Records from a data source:

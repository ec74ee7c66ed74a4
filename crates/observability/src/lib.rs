//! # sprintwerk-observability
//!
//! Observability-Crate fuer Sprintwerk:
//! - Prometheus-kompatible Metriken (`/metrics`)
//! - Health-Check-Endpunkt (`/health`)
//! - Structured Logging via tracing-subscriber
//! - Request-Timing Middleware

pub mod health;
pub mod logging;
pub mod metrics;
pub mod middleware;

pub use health::{health_router, HealthResponse, HealthState, HealthStatus};
pub use logging::logging_initialisieren;
pub use metrics::{metrics_router, HubKennzahlen, SprintwerkMetrics};
pub use middleware::{request_timing_layer, timing_middleware};

use anyhow::Result;
use std::net::SocketAddr;

/// Startet den Observability-HTTP-Server (Metriken + Health)
///
/// Endpunkte:
/// - `GET /metrics` – Prometheus scrape format
/// - `GET /health`  – Health-Check JSON
pub async fn observability_server_starten(
    bind_addr: SocketAddr,
    metriken: SprintwerkMetrics,
    health: HealthState,
    mut shutdown: tokio::sync::watch::Receiver<bool>,
) -> Result<()> {
    use axum::Router;

    let app = Router::new()
        .merge(metrics_router(metriken))
        .merge(health_router(health));

    let listener = tokio::net::TcpListener::bind(bind_addr).await?;
    tracing::info!(addr = %bind_addr, "Observability-Server gestartet");

    axum::serve(listener, app)
        .with_graceful_shutdown(async move {
            let _ = shutdown.wait_for(|stop| *stop).await;
        })
        .await?;
    Ok(())
}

PROBLEM DESCRIPTION:
Your response should hold the lines from the first line of the entries above through the line with "axum::serve(listener, app)", each retyped exactly, and nothing else.

RESPONSE TO THIS TASK:
repository ec74ee7c66ed74a4
filename crates/observability/src/lib.rs
//! # sprintwerk-observability
//!
//! Observability-Crate fuer Sprintwerk:
//! - Prometheus-kompatible Metriken (`/metrics`)
//! - Health-Check-Endpunkt (`/health`)
//! - Structured Logging via tracing-subscriber
//! - Request-Timing Middleware

pub mod health;
pub mod logging;
pub mod metrics;
pub mod middleware;

pub use health::{health_router, HealthResponse, HealthState, HealthStatus};
pub use logging::logging_initialisieren;
pub use metrics::{metrics_router, HubKennzahlen, SprintwerkMetrics};
pub use middleware::{request_timing_layer, timing_middleware};

use anyhow::Result;
use std::net::SocketAddr;

/// Startet den Observability-HTTP-Server (Metriken + Health)
///
/// Endpunkte:
/// - `GET /metrics` – Prometheus scrape format
/// - `GET /health`  – Health-Check JSON
pub async fn observability_server_starten(
    bind_addr: SocketAddr,
    metriken: SprintwerkMetrics,
    health: HealthState,
    mut shutdown: tokio::sync::watch::Receiver<bool>,
) -> Result<()> {
    use axum::Router;

    let app = Router::new()
        .merge(metrics_router(metriken))
        .merge(health_router(health));

    let listener = tokio::net::TcpListener::bind(bind_addr).await?;
    tracing::info!(addr = %bind_addr, "Observability-Server gestartet");

    axum::serve(listener, app)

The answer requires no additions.